For the UX practitioner life is about to change. In my opinion we are about 5 years away from having data/AI driven UI. Are you ready?

The future of UX will be highly affected by Big Data and AI (Artificial Intelligence). The way we design for our users will change and that change will be significant. User-centered design practices will be instrumental in the birth of these new technologies. Where traditionally we have used Information Architecture (IA) to create content hierarchies and data flows, with the introduction of Big Data and AI, we will need to better understand how we will present the significant amounts of user-centric data in a way that best meets the individual users needs. That seems not to be anything new but the process for designing these flows will become more and more important. The complexities of displaying large amounts of democratized data targeted for individual users of an enterprise system could be staggering. Governance and flexible design systems will take a front row seat in our effort to present a wide range of individually targeted content.

Will we be relegated to creating flexible templates that lean more towards logical content holders? Will we be able to present that content with rich designs and captivating layouts? My belief is yes, but it will rely heavily on thoughtful, flexible design patterns with strong foundations in design standards. With 20 years experience in enterprise software UX I still remember the awe of my first reading of Jeffery Zeldman’s “Designing with Web Standards“. His book and the Happy Cog Website changed the way I viewed CSS, HTML and JavaScript and changed the way I designed software. I remember buying copies and gifting them to our solution architects in an effort to initiate fruitful collaboration and engaging technology conversations. Likewise, using the examples from “CSS Zen Garden”  I was able to illustrate the true power of Web standards.

Web Standards is the first step in the design and development of future AI/Big Data driven applications. The second is the democratization of data–freeing data from its structured beginnings and transforming it into flexible and consumable unstructured data. Thus the future state will be thoughtfully designing new ways to logically present user-centric data/content to individual users of the same enterprise applications, in flexible, well thought out design patterns.

Recently a colleague shared with me a link to a new product called Kumu. Basically, Kumu “reduces complex relationships into compelling visualizations, fast.” Combining visually stunning mind maps and visualizations that rely on facetted data to build complex and logical relationships. Thus, content that is quickly segmented/organized by the individual user. In my opinion, this process will be very similar to what we as UX architects and designers will need to do when creating the data/user-centric Web applications of the future. Applications that rely on the individual’s needs and present them in collective enterprise solutions.

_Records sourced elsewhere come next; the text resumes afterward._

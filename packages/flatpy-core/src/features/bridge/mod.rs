//! Source↔Tree Bridge - source text ↔ AST model
//!
//! ```text
//! source text
//!       ↓ tree-sitter CST
//! PythonParser (visitor)
//!       ↓
//! Program (AST model)
//!       ↓
//! PythonUnparser
//!       ↓
//! executable source text
//! ```

pub mod domain;
pub mod infrastructure;

pub use domain::SourceBridge;
pub use infrastructure::python_parser::PythonParser;
pub use infrastructure::python_unparser::PythonUnparser;
pub use infrastructure::PythonSourceBridge;
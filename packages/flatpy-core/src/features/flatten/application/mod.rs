pub mod flatten_usecase;

pub use flatten_usecase::{fetch_func_name, FlattenUseCase, FlattenedCallable};
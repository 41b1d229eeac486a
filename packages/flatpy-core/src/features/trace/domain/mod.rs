//! Trace Domain - runtime event kinds and frames

use crate::features::sandbox::domain::Value;
use serde::{Deserialize, Serialize};

/// Recognized interpreter-level events
#[derive(Debug, Clone, Copy, PartialEq, Eq, Hash, Serialize, Deserialize)]
pub enum TraceEvent {
    Call,
    Line,
    Return,
    Exception,
}

pub const TRACE_EVENTS: [TraceEvent; 4] = [
    TraceEvent::Call,
    TraceEvent::Line,
    TraceEvent::Return,
    TraceEvent::Exception,
];

impl TraceEvent {
    pub fn as_str(&self) -> &'static str {
        match self {
            TraceEvent::Call => "call",
            TraceEvent::Line => "line",
            TraceEvent::Return => "return",
            TraceEvent::Exception => "exception",
        }
    }
}

/// Snapshot handed to hooks when an event fires
#[derive(Debug, Clone)]
pub struct TraceFrame {
    /// Function the event occurred in (`<module>` at module scope)
    pub function: String,
    /// Statement index within the executing block
    pub statement: usize,
    /// Event payload: the return value for `Return`, the error text for
    /// `Exception`, otherwise absent
    pub arg: Option<Value>,
}

impl TraceFrame {
    pub fn new(function: impl Into<String>, statement: usize) -> Self {
        Self {
            function: function.into(),
            statement,
            arg: None,
        }
    }

    pub fn with_arg(mut self, arg: Value) -> Self {
        self.arg = Some(arg);
        self
    }
}

/// Identifier returned by hook registration, used for removal
pub type HookId = u64;

/// Registered callback type
pub type HookFn = Box<dyn FnMut(&TraceFrame)>;
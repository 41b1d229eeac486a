//! Feature modules, one directory per capability

pub mod bridge;
pub mod flatten;
pub mod sandbox;
pub mod trace;
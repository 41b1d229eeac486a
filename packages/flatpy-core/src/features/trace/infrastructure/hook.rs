//! Event hook registry
//!
//! Multiplexes interpreter events to subscribers. Hooks fire in insertion
//! order within one event kind; removing a hook that was never added is
//! an error.

use crate::errors::{FlatpyError, Result};
use crate::features::trace::domain::{HookFn, HookId, TraceEvent, TraceFrame, TRACE_EVENTS};
use rustc_hash::FxHashMap;
use tracing::trace;

pub struct EventHook {
    hooks: FxHashMap<TraceEvent, Vec<(HookId, HookFn)>>,
    next_id: HookId,
}

impl Default for EventHook {
    fn default() -> Self {
        Self::new()
    }
}

impl EventHook {
    pub fn new() -> Self {
        let mut hooks = FxHashMap::default();
        for event in TRACE_EVENTS {
            hooks.insert(event, Vec::new());
        }
        Self { hooks, next_id: 0 }
    }

    /// Register a hook for one event kind and return its removal id.
    pub fn add_hook(&mut self, event: TraceEvent, hook: impl FnMut(&TraceFrame) + 'static) -> HookId {
        self.next_id += 1;
        let id = self.next_id;
        self.hooks
            .get_mut(&event)
            .expect("registry is pre-populated for every event kind")
            .push((id, Box::new(hook)));
        id
    }

    /// Remove a previously registered hook. Removing a hook that was
    /// never added (or already removed) is an error.
    pub fn del_hook(&mut self, event: TraceEvent, id: HookId) -> Result<()> {
        let hooks = self
            .hooks
            .get_mut(&event)
            .expect("registry is pre-populated for every event kind");
        match hooks.iter().position(|(hook_id, _)| *hook_id == id) {
            Some(index) => {
                let _removed = hooks.remove(index);
                Ok(())
            }
            None => Err(FlatpyError::HookNotRegistered {
                event: event.as_str(),
                id,
            }),
        }
    }

    pub fn on_call(&mut self, hook: impl FnMut(&TraceFrame) + 'static) -> HookId {
        self.add_hook(TraceEvent::Call, hook)
    }

    pub fn on_line(&mut self, hook: impl FnMut(&TraceFrame) + 'static) -> HookId {
        self.add_hook(TraceEvent::Line, hook)
    }

    pub fn on_return(&mut self, hook: impl FnMut(&TraceFrame) + 'static) -> HookId {
        self.add_hook(TraceEvent::Return, hook)
    }

    pub fn on_exception(&mut self, hook: impl FnMut(&TraceFrame) + 'static) -> HookId {
        self.add_hook(TraceEvent::Exception, hook)
    }

    /// Invoke every hook registered for `event`, in insertion order.
    pub fn fire(&mut self, event: TraceEvent, frame: &TraceFrame) {
        let hooks = self
            .hooks
            .get_mut(&event)
            .expect("registry is pre-populated for every event kind");
        if hooks.is_empty() {
            return;
        }
        trace!(event = event.as_str(), function = %frame.function, "firing hooks");
        for (_, hook) in hooks.iter_mut() {
            hook(frame);
        }
    }

    pub fn count(&self, event: TraceEvent) -> usize {
        self.hooks.get(&event).map(|h| h.len()).unwrap_or(0)
    }

    pub fn is_empty(&self) -> bool {
        self.hooks.values().all(|h| h.is_empty())
    }
}

#[cfg(test)]
mod tests {
    use super::*;
    use std::cell::RefCell;
    use std::rc::Rc;

    #[test]
    fn test_hooks_fire_in_insertion_order() {
        let order = Rc::new(RefCell::new(Vec::new()));
        let mut registry = EventHook::new();

        for label in ["first", "second", "third"] {
            let order = Rc::clone(&order);
            registry.on_call(move |_| order.borrow_mut().push(label));
        }

        registry.fire(TraceEvent::Call, &TraceFrame::new("f", 0));
        assert_eq!(*order.borrow(), vec!["first", "second", "third"]);
    }

    #[test]
    fn test_hooks_are_scoped_to_their_event() {
        let calls = Rc::new(RefCell::new(0));
        let mut registry = EventHook::new();
        {
            let calls = Rc::clone(&calls);
            registry.on_return(move |_| *calls.borrow_mut() += 1);
        }

        registry.fire(TraceEvent::Call, &TraceFrame::new("f", 0));
        assert_eq!(*calls.borrow(), 0);
        registry.fire(TraceEvent::Return, &TraceFrame::new("f", 0));
        assert_eq!(*calls.borrow(), 1);
    }

    #[test]
    fn test_removing_unregistered_hook_is_an_error() {
        let mut registry = EventHook::new();
        let err = registry.del_hook(TraceEvent::Line, 7).unwrap_err();
        assert!(matches!(
            err,
            FlatpyError::HookNotRegistered { event: "line", id: 7 }
        ));
    }

    #[test]
    fn test_removed_hook_no_longer_fires() {
        let calls = Rc::new(RefCell::new(0));
        let mut registry = EventHook::new();
        let id = {
            let calls = Rc::clone(&calls);
            registry.on_call(move |_| *calls.borrow_mut() += 1)
        };

        registry.del_hook(TraceEvent::Call, id).unwrap();
        registry.fire(TraceEvent::Call, &TraceFrame::new("f", 0));
        assert_eq!(*calls.borrow(), 0);

        // a second removal of the same id is an error
        assert!(registry.del_hook(TraceEvent::Call, id).is_err());
    }
}
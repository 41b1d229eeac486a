//! Source↔Tree Bridge Domain - Port/Adapter Interface

use crate::errors::Result;
use crate::shared::models::Program;

/// Source bridge trait (port): text → tree and tree → text
pub trait SourceBridge {
    /// Parse source text into a program tree; a parse failure is fatal
    fn parse(&mut self, source: &str) -> Result<Program>;

    /// Render a program tree back to executable source text
    fn unparse(&self, program: &Program) -> Result<String>;

    /// Language name (e.g., "python")
    fn language(&self) -> &str;
}
//! Error types for flatpy-core
//!
//! Provides unified error handling across the crate.

use thiserror::Error;

/// Main error type for flatpy operations
#[derive(Debug, Error)]
pub enum FlatpyError {
    /// IO error
    #[error("IO error: {0}")]
    Io(#[from] std::io::Error),

    /// The source text does not parse into a valid program tree
    #[error("parse error: {0}")]
    Parse(String),

    /// A node kind with no rewrite rule was reached from the input
    #[error("unsupported construct: {0}")]
    Unsupported(String),

    /// An internal contract was broken; fail fast rather than miscompile
    #[error("invariant violation: {0}")]
    Invariant(String),

    /// The sandbox failed while executing a generated program
    #[error("execution error: {0}")]
    Exec(String),

    /// A trace hook was removed that was never registered
    #[error("no {event} hook registered under id {id}")]
    HookNotRegistered { event: &'static str, id: u64 },

    /// Configuration error
    #[error("configuration error: {0}")]
    Config(String),
}

impl FlatpyError {
    /// Create a parse error
    pub fn parse(msg: impl Into<String>) -> Self {
        FlatpyError::Parse(msg.into())
    }

    /// Create an unsupported-construct error from a node kind
    pub fn unsupported(kind: impl Into<String>) -> Self {
        FlatpyError::Unsupported(kind.into())
    }

    /// Create an invariant violation
    pub fn invariant(msg: impl Into<String>) -> Self {
        FlatpyError::Invariant(msg.into())
    }

    /// Create an execution error
    pub fn exec(msg: impl Into<String>) -> Self {
        FlatpyError::Exec(msg.into())
    }

    /// Create a configuration error
    pub fn config(msg: impl Into<String>) -> Self {
        FlatpyError::Config(msg.into())
    }
}

/// Result type alias for flatpy operations
pub type Result<T> = std::result::Result<T, FlatpyError>;
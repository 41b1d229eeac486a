//! End-to-end: source in, flattened callable out, executed in the sandbox.

use flatpy_core::features::sandbox::builtins;
use flatpy_core::{FlatpyConfig, FlattenUseCase, Namespace, Value};
use pretty_assertions::assert_eq;

#[test]
fn test_flattened_diff_with_injected_builtin() {
    let source = "\
def diff(a, b):
    return abs(a - b)
";
    let mut usecase = FlattenUseCase::with_defaults().unwrap();
    let callable = usecase.flatten_callable(source, builtins()).unwrap();

    assert_eq!(callable.name, "diff");
    let result = callable
        .call(&[Value::Int(391), Value::Int(1096)])
        .unwrap();
    assert_eq!(result, Value::Int(705));
}

#[test]
fn test_augmented_assignment_matches_original() {
    let source = "\
def bump(x, y):
    x += y
    return x
";
    let mut usecase = FlattenUseCase::with_defaults().unwrap();
    let callable = usecase.flatten_callable(source, Namespace::default()).unwrap();

    let result = callable.call(&[Value::Int(3), Value::Int(4)]).unwrap();
    assert_eq!(result, Value::Int(7));
}

#[test]
fn test_flattened_text_is_three_address() {
    let source = "r = f(g(), h())\n";
    let mut usecase = FlattenUseCase::with_defaults().unwrap();
    let (_, text) = usecase.flatten_source(source).unwrap();

    assert_eq!(
        text,
        "__flat_1 = g()\n__flat_2 = h()\nr = f(__flat_1, __flat_2)\n"
    );
}

#[test]
fn test_chained_assignment_fans_out_through_one_temp() {
    let source = "a = b = f(x)\n";
    let mut usecase = FlattenUseCase::with_defaults().unwrap();
    let (_, text) = usecase.flatten_source(source).unwrap();

    assert_eq!(text, "__flat_1 = f(x)\na = __flat_1\nb = __flat_1\n");
}

#[test]
fn test_chained_assignment_executes_correctly() {
    let source = "\
def pair(x):
    a = b = x + 1
    return a + b
";
    let mut usecase = FlattenUseCase::with_defaults().unwrap();
    let callable = usecase.flatten_callable(source, Namespace::default()).unwrap();

    let result = callable.call(&[Value::Int(10)]).unwrap();
    assert_eq!(result, Value::Int(22));
}

#[test]
fn test_custom_temp_prefix_flows_through() {
    let config = FlatpyConfig {
        temp_prefix: "__v_".to_string(),
        ..FlatpyConfig::default()
    };
    let mut usecase = FlattenUseCase::new(config).unwrap();
    let (_, text) = usecase.flatten_source("r = f(g(x))\n").unwrap();

    assert_eq!(text, "__v_1 = g(x)\nr = f(__v_1)\n");
}

#[test]
fn test_deeply_nested_arithmetic_preserves_value() {
    let source = "\
def mix(a, b, c):
    return (a + b) * (b - c) + abs(c - a * 2)
";
    let mut usecase = FlattenUseCase::with_defaults().unwrap();
    let callable = usecase.flatten_callable(source, builtins()).unwrap();

    // (2 + 3) * (3 - 4) + abs(4 - 4) = -5
    let result = callable
        .call(&[Value::Int(2), Value::Int(3), Value::Int(4)])
        .unwrap();
    assert_eq!(result, Value::Int(-5));
}
//! Flattening - rewrite nested expressions into three-address form
//!
//! Every composite sub-expression is hoisted into a freshly named
//! temporary so each resulting statement performs at most one operation.
//! Evaluation order and observable behavior are preserved exactly.

pub mod application;
pub mod domain;
pub mod infrastructure;

pub use application::{fetch_func_name, FlattenUseCase, FlattenedCallable};
pub use domain::FlattenPass;
pub use infrastructure::Flattener;
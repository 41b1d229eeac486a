//! Shared utilities

pub mod indent;

pub use indent::{add_indent, code_to_lines, lines_to_code, reindent, remove_indent};
fn parse_int(text: &str) -> Result<i64> {
    let cleaned = text.replace('_', "");
    let lower = cleaned.to_ascii_lowercase();
    let parsed = if let Some(hex) = lower.strip_prefix("0x") {
        i64::from_str_radix(hex, 16)
    } else if let Some(oct) = lower.strip_prefix("0o") {
        i64::from_str_radix(oct, 8)
    } else if let Some(bin) = lower.strip_prefix("0b") {
        i64::from_str_radix(bin, 2)
    } else {
        cleaned.parse()
    };
    parsed.map_err(|e| FlatpyError::parse(format!("invalid integer literal `{text}`: {e}")))
}

/// Split a string literal lexeme into prefix, quote and body, then decode.
/// Interpolated strings are kept whole as `FString` singletons.
fn parse_string(lexeme: &str) -> Result<Expr> {
    let quote_pos = lexeme
        .find(['\'', '"'])
        .ok_or_else(|| FlatpyError::parse(format!("malformed string literal `{lexeme}`")))?;
    let prefix = lexeme[..quote_pos].to_ascii_lowercase();
    if prefix.contains('f') {
        return Ok(Expr::FString(lexeme.to_string()));
    }
    if prefix.contains('b') {
        return Err(FlatpyError::unsupported("bytes literal"));
    }

    let rest = &lexeme[quote_pos..];
    let quote_char = rest.chars().next().unwrap();
    let quote_len = if rest.len() >= 6 && rest.starts_with(&quote_char.to_string().repeat(3)) {
        3
    } else {
        1
    };
    if rest.len() < 2 * quote_len {
        return Err(FlatpyError::parse(format!("malformed string literal `{lexeme}`")));
    }
    let body = &rest[quote_len..rest.len() - quote_len];

    if prefix.contains('r') {
        return Ok(Expr::Constant(Literal::Str(body.to_string())));
    }
    Ok(Expr::Constant(Literal::Str(unescape(body))))
}

fn unescape(body: &str) -> String {
    let mut out = String::with_capacity(body.len());
    let mut chars = body.chars();
    while let Some(c) = chars.next() {
        if c != '\\' {
            out.push(c);
            continue;
        }
        match chars.next() {
            Some('n') => out.push('\n'),
            Some('t') => out.push('\t'),
            Some('r') => out.push('\r'),
            Some('0') => out.push('\0'),
            Some('\\') => out.push('\\'),
            Some('\'') => out.push('\''),
            Some('"') => out.push('"'),
            Some(other) => {
                out.push('\\');
                out.push(other);
            }
            None => out.push('\\'),
        }
    }
    out
}
use rayon::prelude::*;

/// Smallest useful distance threshold.
pub const MIN_SIMILARITY_64: u32 = 1;
// 30 bits for 64-bit hash (approx 47% difference). Anything looser groups unrelated images.
pub const MAX_SIMILARITY_64: u32 = 30;

/// Trait to support generic Hamming distance grouping.
pub trait HammingHash: Copy + Send + Sync + 'static {
    fn hamming_distance(&self, other: &Self) -> u32;
}

// --- Implementation for 64-bit pHash ---
impl HammingHash for u64 {
    #[inline(always)]
    fn hamming_distance(&self, other: &Self) -> u32 {
        (*self ^ *other).count_ones()
    }
}

// --- Main Grouping Function ---

/// Connected components of the graph where two hashes are adjacent iff their
/// distance is at most `max_dist`. Returns index lists of size > 1, each sorted,
/// in order of their smallest index.
///
/// Every ordered pair is compared, so the adjacency is symmetric even if a
/// `HammingHash` impl were not.
pub fn find_groups<H: HammingHash>(hashes: &[H], max_dist: u32) -> Vec<Vec<u32>> {
    let n = hashes.len();

    // Step 1: Parallel exhaustive neighbor discovery
    let adjacency: Vec<Vec<u32>> = hashes
        .par_iter()
        .enumerate()
        .map(|(i, query)| {
            hashes.iter()
                .enumerate()
                .filter(|&(j, cand)| j != i && (query.hamming_distance(cand) <= max_dist || cand.hamming_distance(query) <= max_dist))
                .map(|(j, _)| j as u32)
                .collect()
        })
        .collect();

    // Step 2: Transitive closure (DFS over adjacency)
    let mut visited = vec![false; n];
    let mut groups = Vec::new();

    for i in 0..n {
        if visited[i] { continue; }
        if adjacency[i].is_empty() { continue; }

        let mut group = vec![i as u32];
        visited[i] = true;
        let mut stack = adjacency[i].clone();

        while let Some(neighbor) = stack.pop() {
            if !visited[neighbor as usize] {
                visited[neighbor as usize] = true;
                group.push(neighbor);
                stack.extend_from_slice(&adjacency[neighbor as usize]);
            }
        }
        if group.len() > 1 {
            group.sort_unstable();
            groups.push(group);
        }
    }

    groups
}

#[cfg(test)]
mod tests {
    use super::*;
    use rand::prelude::*;

    #[test]
    fn test_distance_is_popcount_of_xor() {
        assert_eq!(0u64.hamming_distance(&0), 0);
        assert_eq!(0u64.hamming_distance(&0xFFF), 12);
        assert_eq!(u64::MAX.hamming_distance(&0), 64);
        assert_eq!(0xF0u64.hamming_distance(&0x0F), 8);
    }

    #[test]
    fn test_high_similarity_support() {
        let base = 0u64;
        // Create a target distance 30 away
        let target: u64 = (1 << 30) - 1;
        assert_eq!(target.count_ones(), 30);

        let groups = find_groups(&[base, target], 30);
        assert_eq!(groups, vec![vec![0, 1]]);

        let groups = find_groups(&[base, target], 29);
        assert!(groups.is_empty());
    }

    #[test]
    fn test_chain_is_transitive() {
        // d(a,b)=8, d(b,c)=8, d(a,c)=16
        let a = 0u64;
        let b = 0xFFu64;
        let c = 0xFFFFu64;
        let groups = find_groups(&[a, b, c], 10);
        assert_eq!(groups, vec![vec![0, 1, 2]]);
    }

    #[test]
    fn test_isolated_hashes_are_not_grouped() {
        let groups = find_groups(&[0u64, u64::MAX, 0x00FF_00FF_00FF_00FF], 5);
        assert!(groups.is_empty());
    }

    #[test]
    fn test_random_pairs_within_threshold_share_a_group() {
        let mut rng = StdRng::seed_from_u64(0x5eed);
        let mut hashes: Vec<u64> = (0..300).map(|_| rng.random()).collect();

        // Plant a few near copies so the test exercises real merges
        for i in 0..20 {
            let src = hashes[i];
            hashes.push(src ^ (1u64 << rng.random_range(0..64u32)));
        }

        let max_dist = 6;
        let groups = find_groups(&hashes, max_dist);

        let mut owner = vec![None; hashes.len()];
        for (g_idx, group) in groups.iter().enumerate() {
            assert!(group.len() > 1);
            for &m in group {
                assert!(owner[m as usize].is_none(), "index {} in two groups", m);
                owner[m as usize] = Some(g_idx);
            }
        }

        for i in 0..hashes.len() {
            for j in (i + 1)..hashes.len() {
                if hashes[i].hamming_distance(&hashes[j]) <= max_dist {
                    assert!(owner[i].is_some());
                    assert_eq!(owner[i], owner[j], "pair ({}, {}) split", i, j);
                }
            }
        }
    }
}
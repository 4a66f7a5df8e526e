use crossbeam_channel::{bounded, Receiver, TryRecvError};
use std::panic::{self, AssertUnwindSafe};
use std::sync::atomic::{AtomicBool, Ordering};
use std::sync::Arc;
use std::thread;

use crate::error::{panic_message, JobError};

/// Runs at most one background job at a time and hands its result back
/// through a single-slot channel.
pub struct JobRunner<T> {
    active: Arc<AtomicBool>,
    result_rx: Option<Receiver<Result<T, JobError>>>,
}

impl<T> Default for JobRunner<T> {
    fn default() -> Self {
        Self { active: Arc::new(AtomicBool::new(false)), result_rx: None }
    }
}

// Clears the busy flag however the worker exits
struct ActiveGuard(Arc<AtomicBool>);

impl Drop for ActiveGuard {
    fn drop(&mut self) {
        self.0.store(false, Ordering::Release);
    }
}

impl<T: Send + 'static> JobRunner<T> {
    pub fn new() -> Self {
        Self::default()
    }

    pub fn is_busy(&self) -> bool {
        self.active.load(Ordering::Acquire)
    }

    /// Starts `job` on a worker thread, or returns `Busy` if one is still running.
    /// An untaken result from an earlier job is discarded; call `take_finished`
    /// first to keep it.
    pub fn try_spawn<F>(&mut self, job: F) -> Result<(), JobError>
    where
        F: FnOnce() -> T + Send + 'static,
    {
        if self.active.compare_exchange(false, true, Ordering::AcqRel, Ordering::Acquire).is_err() {
            return Err(JobError::Busy);
        }

        let (tx, rx) = bounded(1);
        self.result_rx = Some(rx);
        let guard = ActiveGuard(self.active.clone());

        thread::spawn(move || {
            let result = panic::catch_unwind(AssertUnwindSafe(job))
                .map_err(|payload| JobError::Panicked(panic_message(payload.as_ref())));
            // Release before posting so a waiter sees an idle runner
            drop(guard);
            let _ = tx.send(result);
        });
        Ok(())
    }

    /// Non-blocking. `None` while running or when there is nothing to take.
    pub fn try_take(&mut self) -> Option<Result<T, JobError>> {
        let rx = self.result_rx.as_ref()?;
        match rx.try_recv() {
            Ok(result) => {
                self.result_rx = None;
                Some(result)
            }
            Err(TryRecvError::Empty) => None,
            Err(TryRecvError::Disconnected) => {
                self.result_rx = None;
                Some(Err(JobError::Disconnected))
            }
        }
    }

    /// Result of a job that is no longer running. The worker goes idle just
    /// before it posts, so this blocks for at most that gap. `None` while a
    /// job runs or when there is nothing to take.
    pub fn take_finished(&mut self) -> Option<Result<T, JobError>> {
        if self.is_busy() { return None; }
        let rx = self.result_rx.take()?;
        Some(rx.recv().unwrap_or(Err(JobError::Disconnected)))
    }
}

#[cfg(test)]
mod tests {
    use super::*;
    use crossbeam_channel::unbounded;

    fn finish<T: Send + 'static>(runner: &mut JobRunner<T>) -> Result<T, JobError> {
        loop {
            if let Some(r) = runner.try_take() { return r; }
            thread::yield_now();
        }
    }

    #[test]
    fn test_second_job_is_rejected_while_first_runs() {
        let mut runner: JobRunner<u32> = JobRunner::new();
        let (release_tx, release_rx) = unbounded::<()>();

        runner.try_spawn(move || { let _ = release_rx.recv(); 7 }).unwrap();
        assert!(runner.is_busy());
        assert_eq!(runner.try_spawn(|| 8), Err(JobError::Busy));
        assert!(runner.try_take().is_none());
        assert!(runner.take_finished().is_none());

        release_tx.send(()).unwrap();
        assert_eq!(finish(&mut runner), Ok(7));
        assert!(!runner.is_busy());

        runner.try_spawn(|| 9).unwrap();
        assert_eq!(finish(&mut runner), Ok(9));
        assert!(runner.try_take().is_none());
    }

    #[test]
    fn test_panicking_job_reports_and_frees_runner() {
        let mut runner: JobRunner<u32> = JobRunner::new();
        runner.try_spawn(|| panic!("hash pass failed")).unwrap();

        assert_eq!(finish(&mut runner), Err(JobError::Panicked("hash pass failed".to_string())));
        assert!(!runner.is_busy());
        assert!(runner.try_spawn(|| 1).is_ok());
    }

    #[test]
    fn test_take_finished_collects_result_once_idle() {
        let mut runner: JobRunner<&'static str> = JobRunner::new();
        assert!(runner.take_finished().is_none());

        runner.try_spawn(|| "done").unwrap();
        while runner.is_busy() { thread::yield_now(); }

        // Idle but possibly not yet posted: still handed over, not dropped
        assert_eq!(runner.take_finished(), Some(Ok("done")));
        assert!(runner.take_finished().is_none());
        assert!(runner.try_take().is_none());
    }
}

The common thread between successful UX, AI and Big Data will be keeping it aligned to user-centered design principles. Providing thoughtful flexible frameworks and design patterns that allow for user-centric collaboration in enterprise solutions. How will we do this? My belief is that we will first need to deconstruct the presentation of content and align it to a targeted set of personas/users. We will then need to discover content that is general and content that is role-based and thoughtfully design frameworks that are consistent and moreover conversational in presentation. Discovering new ways to present content/data in a more narrative style, more addressed at informing or leading the user through specific processes. Using Big Data and AI to Know me, Anticipate me, Nurture me, Listen to me, and Guide me. Transforming our designs from interfaces to  “colleagues”.



Over the last year I have been tasked to partner with our Design Thinking team in an effort to better understand their processes and how to best align them to our UX delivery. In that effort I have collaborated with both teams and what I have come up with a repeatable process that uses what I have called “The Tryptic of UX Discovery”.

The tryptic consists of personas, user journeys, and a two-by-two matrix. All of these are common discovery techniques shared by UX and Design Thinking. Together they thoughtfully combine to provide our clients with a vision of their current issues and a plan on how we will address the solution.

We start by thoroughly researching our clients current systems, user interactions, and financial feasibility. Basically the Design Thinking tenants of Desirability, Viability, and Feasibility–in other words we research if the users are looking for changes, does it meet the Business’s expectations, and are they technologically mature enough to advance the efforts.

The process involves the research and creation of personas aimed at representing the specific users of the solution, developing user journeys to define user-centric views of the existing/proposed process, and road-mapping the proposed innovations based on affordability and effort.

Personas. We begin our research to expose those users who will be interacting with the system and who will be most affected by our proposed improvements. We then create personas of the selected representational users. Instead of coming to our first meeting with a blank persona template, we involve our research teams from our Far East Studio to develop “straw-man” personas. This provides us with the ability to create highly visual yet editable personas which act as accelerators for client participation. It is much easier and time efficient to edit rather than create.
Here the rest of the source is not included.